Dataset entries:

——————

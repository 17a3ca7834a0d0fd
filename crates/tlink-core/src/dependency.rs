//! Dependency parse access
//!
//! Candidate filtering only needs one question answered: do two spans
//! share a syntactic ancestor, and which node is it.

use std::collections::HashSet;

use serde::{Deserialize, Serialize};

use crate::Span;

/// A node of a dependency parse
#[derive(Debug, Clone, PartialEq, Eq, Serialize, Deserialize)]
pub struct DependencyNode {
    pub begin: usize,
    pub end: usize,

    /// Part-of-speech tag
    #[serde(default)]
    pub pos: String,

    /// Index of the governing node; `None` for the root
    #[serde(default)]
    pub head: Option<usize>,
}

impl DependencyNode {
    pub fn new(begin: usize, end: usize, head: Option<usize>) -> Self {
        Self {
            begin,
            end,
            pos: String::new(),
            head,
        }
    }

    pub fn with_pos(mut self, pos: impl Into<String>) -> Self {
        self.pos = pos.into();
        self
    }

    /// True if this node lies inside `span`
    pub fn within(&self, span: &Span) -> bool {
        span.begin <= self.begin && self.end <= span.end
    }
}

/// Read access to a dependency parse
pub trait DependencyIndex {
    /// Lowest node that governs (directly or transitively) the heads of both spans
    fn common_ancestor(&self, a: &Span, b: &Span) -> Option<DependencyNode>;
}

/// Dependency parse stored as a node list with head pointers
#[derive(Debug, Clone, Default, PartialEq, Eq, Serialize, Deserialize)]
pub struct DependencyGraph {
    pub nodes: Vec<DependencyNode>,
}

impl DependencyGraph {
    pub fn new(nodes: Vec<DependencyNode>) -> Self {
        Self { nodes }
    }

    /// Head node of `span`: the first node inside the span whose governor
    /// lies outside it
    pub fn head_of(&self, span: &Span) -> Option<usize> {
        self.nodes.iter().position(|node| {
            node.within(span)
                && match node.head.and_then(|h| self.nodes.get(h)) {
                    Some(governor) => !governor.within(span),
                    None => true,
                }
        })
    }

    /// `index` followed by its governors up to the root
    fn ancestors(&self, index: usize) -> Vec<usize> {
        let mut chain = vec![index];
        let mut current = index;
        // bounded walk; a malformed parse may contain a cycle
        while chain.len() <= self.nodes.len() {
            match self.nodes.get(current).and_then(|n| n.head) {
                Some(head) if head < self.nodes.len() && !chain.contains(&head) => {
                    chain.push(head);
                    current = head;
                }
                _ => break,
            }
        }
        chain
    }
}

impl DependencyIndex for DependencyGraph {
    fn common_ancestor(&self, a: &Span, b: &Span) -> Option<DependencyNode> {
        let head_a = self.head_of(a)?;
        let head_b = self.head_of(b)?;

        let above_a: HashSet<usize> = self.ancestors(head_a).into_iter().collect();
        self.ancestors(head_b)
            .into_iter()
            .find(|idx| above_a.contains(idx))
            .and_then(|idx| self.nodes.get(idx).cloned())
    }
}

——————

Task to complete: Filter the data above, keeping only lines that include the string "Deserialize".

Expected output:
use serde::{Deserialize, Serialize};
#[derive(Debug, Clone, PartialEq, Eq, Serialize, Deserialize)]
#[derive(Debug, Clone, Default, PartialEq, Eq, Serialize, Deserialize)]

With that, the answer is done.